Mathias, a private pilot, flew from Finland to Moscow, being tracked en route several times for short periods by Soviet air defence and interceptors, but the Soviet fighters never received permission to shoot him down, and several times was mis identified as a friendly aircraft, not the rogue foreign 4 cylinder Soviet penetrator that it was...
Refueling at Helsinki-Malmi Airport, Rust advised air traffic control that his destination was Stockholm, and took off at 12:21pm. Immediately after clearing the airspace, and signing off with traffic control, Rust turned his plane east. ATC attempted to contact him as he was transiting near the high traffic Helsinki–Moscow route, but Rust turned off all communications equipment aboard the Cessna.

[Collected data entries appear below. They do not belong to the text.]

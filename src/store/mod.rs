//! Product persistence.
//!
//! [`ProductStore`] is the seam between the HTTP layer and a backend. Every
//! method is a single atomic operation on one record; nothing spans records.
//!
//! Ids arrive as the raw path segment. A string that is not a well-formed
//! [`ObjectId`] can never name a stored product, so backends report it as
//! [`StoreError::NotFound`], exactly like a well-formed id that is absent.

mod memory;
mod redis;

use std::sync::Arc;

use async_trait::async_trait;

use crate::config::StoreUrl;
use crate::id::ObjectId;
use crate::product::{NewProduct, Product, ProductPatch};

pub use self::memory::MemoryStore;
pub use self::redis::RedisStore;

#[derive(Debug, thiserror::Error)]
pub enum StoreError {
    #[error("product not found")]
    NotFound,

    #[error("backend unavailable: {0}")]
    Backend(#[from] ::redis::RedisError),

    #[error("stored product `{key}` is unreadable: {detail}")]
    Corrupt { key: String, detail: String },
}

/// The store handle shared by every request handler.
pub type SharedStore = Arc<dyn ProductStore>;

#[async_trait]
pub trait ProductStore: Send + Sync {
    /// Persists a validated product under a new id.
    async fn create(&self, product: NewProduct) -> Result<Product, StoreError>;

    /// Every stored product, in id order (creation order within a process).
    async fn list(&self) -> Result<Vec<Product>, StoreError>;

    async fn get(&self, id: &str) -> Result<Product, StoreError>;

    /// Merges `patch` into the record and returns the result.
    async fn update(&self, id: &str, patch: ProductPatch) -> Result<Product, StoreError>;

    async fn delete(&self, id: &str) -> Result<(), StoreError>;

    /// Succeeds when the backend can serve requests.
    async fn ping(&self) -> Result<(), StoreError>;
}

/// Connects to the backend `url` names.
pub async fn connect(url: &StoreUrl) -> Result<SharedStore, StoreError> {
    let store: SharedStore = match url {
        StoreUrl::Memory => Arc::new(MemoryStore::new()),
        StoreUrl::Redis(url) => Arc::new(RedisStore::connect(url).await?),
    };
    tracing::info!(backend = ?url, "product store connected");
    Ok(store)
}

/// Parses a path id, folding malformed ids into `NotFound`.
fn parse_id(id: &str) -> Result<ObjectId, StoreError> {
    id.parse().map_err(|_| StoreError::NotFound)
}
use std::io::{ErrorKind, Read, Write};

use bincode::config::Config;
use bincode::de::Decoder;
use bincode::de::read::Reader;
use bincode::error::{DecodeError, EncodeError};
use bincode::{Decode, Encode};
use derive_more::{Deref, From, Into};
use snafu::{ResultExt, Snafu};

/// Fixed-width little-endian integers, so every length prefix is exactly 8 bytes.
pub fn wire_config() -> impl Config {
    bincode::config::standard()
        .with_little_endian()
        .with_fixed_int_encoding()
}

/// Declared lengths are only trusted this far ahead of the bytes actually read.
const READ_CHUNK_SIZE: usize = 64 * 1024;
const PREALLOCATED_ELEMENTS: usize = 1024;

/// Raw payload of a single file.
#[derive(Debug, Clone, PartialEq, Eq, Default, Encode, From, Into, Deref)]
pub struct Contents(Vec<u8>);

impl<Context> Decode<Context> for Contents {
    fn decode<D: Decoder<Context = Context>>(decoder: &mut D) -> Result<Self, DecodeError> {
        let declared = u64::decode(decoder)?;
        let len = decoded_len(declared)?;
        decoder.claim_container_read::<u8>(len)?;

        // A corrupt prefix must run out of input, not out of memory.
        let mut bytes = Vec::with_capacity(len.min(READ_CHUNK_SIZE));
        let mut remaining = len;
        while remaining > 0 {
            let chunk = remaining.min(READ_CHUNK_SIZE);
            let start = bytes.len();
            bytes.resize(start + chunk, 0);
            decoder.reader().read(&mut bytes[start..])?;
            remaining -= chunk;
        }
        Ok(Self(bytes))
    }
}

fn decoded_len(declared: u64) -> Result<usize, DecodeError> {
    usize::try_from(declared).map_err(|_| DecodeError::OutsideUsizeRange(declared))
}

impl From<&[u8]> for Contents {
    fn from(bytes: &[u8]) -> Self {
        Self(bytes.to_vec())
    }
}

/// Writes `bytes` preceded by their length.
pub fn encode_blob<W: Write>(bytes: &[u8], writer: &mut W) -> Result<usize, CodecError> {
    bincode::encode_into_std_write(bytes, writer, wire_config()).context(EncodeSnafu)
}

/// Reads one length-prefixed blob. Exactly the declared number of bytes must
/// be available, otherwise the read fails.
pub fn decode_blob<R: Read>(reader: &mut R) -> Result<Contents, CodecError> {
    bincode::decode_from_std_read::<Contents, _, _>(reader, wire_config()).context(DecodeSnafu)
}

/// Writes the element count followed by each element's own encoding, in order.
pub fn encode_list<T: Encode + 'static, W: Write>(
    elements: &[T],
    writer: &mut W,
) -> Result<usize, CodecError> {
    bincode::encode_into_std_write(elements, writer, wire_config()).context(EncodeSnafu)
}

/// Reads an element count and then that many elements. Storage grows with the
/// elements actually decoded, not with the declared count.
pub fn decode_list<T: Decode<()>, R: Read>(reader: &mut R) -> Result<Vec<T>, CodecError> {
    let declared: u64 =
        bincode::decode_from_std_read(reader, wire_config()).context(DecodeSnafu)?;
    let count = decoded_len(declared).context(DecodeSnafu)?;

    let mut elements = Vec::with_capacity(count.min(PREALLOCATED_ELEMENTS));
    for _ in 0..count {
        elements.push(bincode::decode_from_std_read(reader, wire_config()).context(DecodeSnafu)?);
    }
    Ok(elements)
}

#[derive(Debug, Snafu)]
pub enum CodecError {
    #[snafu(display("Failed to encode binary section"))]
    EncodeError { source: EncodeError },
    #[snafu(display("Failed to decode binary section"))]
    DecodeError { source: DecodeError },
}

impl CodecError {
    /// Whether decoding stopped because the input ended before the declared length.
    pub fn is_truncated(&self) -> bool {
        match self {
            CodecError::DecodeError {
                source: DecodeError::Io { inner, .. },
            } => inner.kind() == ErrorKind::UnexpectedEof,
            CodecError::DecodeError {
                source: DecodeError::UnexpectedEnd { .. },
            } => true,
            _ => false,
        }
    }
}
use std::path::{Component, Path, PathBuf};

/// Absolute form of `path`: canonical when it exists, otherwise joined onto
/// the current directory with `.` and `..` folded away.
pub fn best_effort_absolute_path(path: &Path) -> PathBuf {
    if let Ok(canonical) = path.canonicalize() {
        return canonical;
    }

    let absolute = match std::env::current_dir() {
        Ok(current_dir) if path.is_relative() => current_dir.join(path),
        _ => path.to_path_buf(),
    };
    lexically_normalize(&absolute)
}

fn lexically_normalize(path: &Path) -> PathBuf {
    let mut components: Vec<Component> = Vec::new();

    for component in path.components() {
        match component {
            Component::CurDir => {}
            Component::ParentDir => {
                if matches!(components.last(), Some(Component::Normal(_))) {
                    components.pop();
                }
            }
            other => components.push(other),
        }
    }

    components.iter().collect()
}

pub trait BestEffortPathExt {
    fn best_effort_absolute_path(&self) -> PathBuf;

    fn best_effort_path_display(&self) -> String {
        self.best_effort_absolute_path().display().to_string()
    }
}

impl BestEffortPathExt for Path {
    fn best_effort_absolute_path(&self) -> PathBuf {
        best_effort_absolute_path(self)
    }
}

#[cfg(test)]
mod tests {
    use super::*;

    #[test]
    fn missing_absolute_path_is_normalized() {
        let path = Path::new("/definitely/not/./here/../there.txt");

        assert_eq!(
            path.best_effort_path_display(),
            "/definitely/not/there.txt"
        );
    }

    #[test]
    fn parent_of_root_stays_root() {
        assert_eq!(lexically_normalize(Path::new("/../a")), PathBuf::from("/a"));
    }

    #[test]
    fn relative_path_is_anchored_at_current_directory() {
        let current_dir = std::env::current_dir().unwrap();

        assert_eq!(
            Path::new("not-here/../also-not-here").best_effort_absolute_path(),
            current_dir.join("also-not-here")
        );
    }

    #[test]
    fn existing_path_is_canonicalized() {
        let temp_dir = tempfile::TempDir::new().expect("Failed to create temp directory");
        let canonical = temp_dir.path().canonicalize().unwrap();

        assert_eq!(
            temp_dir.path().join(".").best_effort_path_display(),
            canonical.display().to_string()
        );
    }
}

Finnish air traffic control radar near Sipoo lost contact with the Cessna, and presuming an emergency, dispatched a rescue effort with the Finnish Border Guard patrol. A Border Guard boat arrived and discovered a oil patch near the place where Rust disappeared from radar and performed an underwater search with no results.

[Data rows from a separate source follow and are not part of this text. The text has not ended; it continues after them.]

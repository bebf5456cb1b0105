use std::collections::BTreeMap;
use std::time::SystemTime;

use serde::{Deserialize, Serialize};

/// Metadata node describing one path of a snapshot.
#[derive(Debug, Clone, PartialEq, Eq, Serialize, Deserialize)]
pub struct Entry {
    pub kind: EntryKind,
    /// `None` when no modification time was ever recorded for the path.
    #[serde(default, skip_serializing_if = "Option::is_none")]
    pub modified_at: Option<SystemTime>,
    /// The path was present in the previous snapshot but is gone now.
    #[serde(default, skip_serializing_if = "is_false")]
    pub is_deleted: bool,
}

#[derive(Debug, Clone, PartialEq, Eq, Serialize, Deserialize)]
#[serde(tag = "type", rename_all = "snake_case")]
pub enum EntryKind {
    Folder {
        children: BTreeMap<String, Entry>,
    },
    File {
        /// Position of the payload in the snapshot's content list. `None`
        /// when the content was not captured because the file is unchanged.
        content_index: Option<usize>,
    },
}

fn is_false(value: &bool) -> bool {
    !value
}

impl Entry {
    pub fn folder(modified_at: Option<SystemTime>, children: BTreeMap<String, Entry>) -> Self {
        Self {
            kind: EntryKind::Folder { children },
            modified_at,
            is_deleted: false,
        }
    }

    pub fn file(modified_at: Option<SystemTime>, content_index: Option<usize>) -> Self {
        Self {
            kind: EntryKind::File { content_index },
            modified_at,
            is_deleted: false,
        }
    }

    pub fn is_folder(&self) -> bool {
        matches!(self.kind, EntryKind::Folder { .. })
    }

    pub fn children(&self) -> Option<&BTreeMap<String, Entry>> {
        match &self.kind {
            EntryKind::Folder { children } => Some(children),
            EntryKind::File { .. } => None,
        }
    }

    pub fn child(&self, name: &str) -> Option<&Entry> {
        self.children().and_then(|children| children.get(name))
    }

    pub fn content_index(&self) -> Option<usize> {
        match self.kind {
            EntryKind::File { content_index } => content_index,
            EntryKind::Folder { .. } => None,
        }
    }

    /// Deletion marker for this path. Keeps kind and timestamp, drops the
    /// content reference and children, which belong to an older snapshot.
    pub fn tombstone(&self) -> Self {
        let kind = match self.kind {
            EntryKind::Folder { .. } => EntryKind::Folder {
                children: BTreeMap::new(),
            },
            EntryKind::File { .. } => EntryKind::File {
                content_index: None,
            },
        };

        Self {
            kind,
            modified_at: self.modified_at,
            is_deleted: true,
        }
    }

    /// Counts the entries of this subtree, this node included.
    pub fn summarize(&self) -> EntrySummary {
        let mut summary = EntrySummary::default();
        self.accumulate(&mut summary);
        summary
    }

    fn accumulate(&self, summary: &mut EntrySummary) {
        if self.is_deleted {
            summary.deleted += 1;
            return;
        }

        match &self.kind {
            EntryKind::Folder { children } => {
                summary.folders += 1;
                for child in children.values() {
                    child.accumulate(summary);
                }
            }
            EntryKind::File {
                content_index: Some(_),
            } => summary.captured_files += 1,
            EntryKind::File {
                content_index: None,
            } => summary.unchanged_files += 1,
        }
    }
}

impl Default for Entry {
    /// An empty folder with no recorded timestamp.
    fn default() -> Self {
        Self::folder(None, BTreeMap::new())
    }
}

#[derive(Debug, Clone, Copy, PartialEq, Eq, Default)]
pub struct EntrySummary {
    pub folders: usize,
    pub captured_files: usize,
    pub unchanged_files: usize,
    pub deleted: usize,
}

Rust's Cessna crossed the Baltic coastline over Estonia and turned towards Moscow. At 14:29 he appeared on Soviet Air Defense (PVO) radar and, after failure to reply to an IFF signal, was assigned combat number 8255. Three SAM divisions tracked him for some time, but failed to obtain permission to launch at him. All air defenses were brought to readiness and two interceptors were sent to investigate. At 14:48 near the city of Gdov one of the pilots observed a white sport plane similar to a Yakovlev Yak-12 and asked for permission to engage, but was denied.
The fighters lost contact with Rust soon after this. While they were being directed back to him he disappeared from radar near Staraya Russa. There is speculation that Rust might have landed near Staraya for a short period, citing that he changed his clothes somewhere during his flight, and may have waited out the Yak-12s in the vicinity.
Air defense re-established contact with Rust's plane several times, but confusion followed all of these events. The local air regiment near Pskov was on maneuvers and, due to inexperienced pilots' tendency to forget correct IFF designator settings, local control officers assigned all traffic in the area friendly status, including Rusts Cessna.
Near Torzhok there was a similar situation, as increased air traffic was created by a rescue effort for an air crash the previous day. Rust, flying a slow propeller-driven aircraft, was confused with one of the helicopters taking part in the rescue. He was spotted several more times and given false friendly recognition twice. Rust was considered as a domestic training aircraft violating regulations, and was issued the lowest priority.
Around 7:00 p.m. Rust appeared above Moscow's center. Initially intending to land in the Kremlin, but changed his mind after realizing that landing inside, hidden by the Kremlin walls, would have allowed the KGB to simply arrest him and completely deny the incident to the public. So, Rust choose an alternate that was far more noticeable...Red Square.
Heavy pedestrian traffic did not allow him a clear line, so after circling about the square one more time, Rust started his approach towards a bridge by St. Basil's Cathedral. Amazingly, trolly wires normally strung over the bridge had luckily been removed for maintenance that very morning.
Mathias and his fully intact Cessna 172 successfully touched down and rolled to a full stop on Vasilevsky Descent, directly adjacent to Red Square and the Kremlin, smack dab in the capital of the Soviet Union.
Rust's flight through the most formidable and unquestionably impregnable air defence system produced sizeable waves within the Soviet military, and ultimately led to the dismissal of many senior officers, including Minister of Defence Marshal of the Soviet Union Sergei Sokolov, the Commander-in-Chief of the Soviet Air Defence Forces, and former World War II fighter ace pilot Chief Marshal Alexander Koldunov.
The incident aided Mikhail Gorbachev in the implementation of his reforms, by allowing him to dismiss numerous military officials opposed to him whilst reducing the prestige of the Soviet military among the populace, thus helping bring an end to the Cold War.
Rust was rewarded by the Soviet Government for his actions, and sentenced to four years in a general-regime labor camp for hooliganism, disregard of aviation laws, and breaching the Soviet border. He was never transferred to a labor camp and instead served his time at the high security Lefortovo temporary detention facility in Moscow.
Two months later, Reagan and Gorbachev agreed to sign a treaty to eliminate intermediate-range nuclear weapons in Europe, and the Supreme Soviet ordered Rust to be released in August 1988 as a goodwill gesture to the West.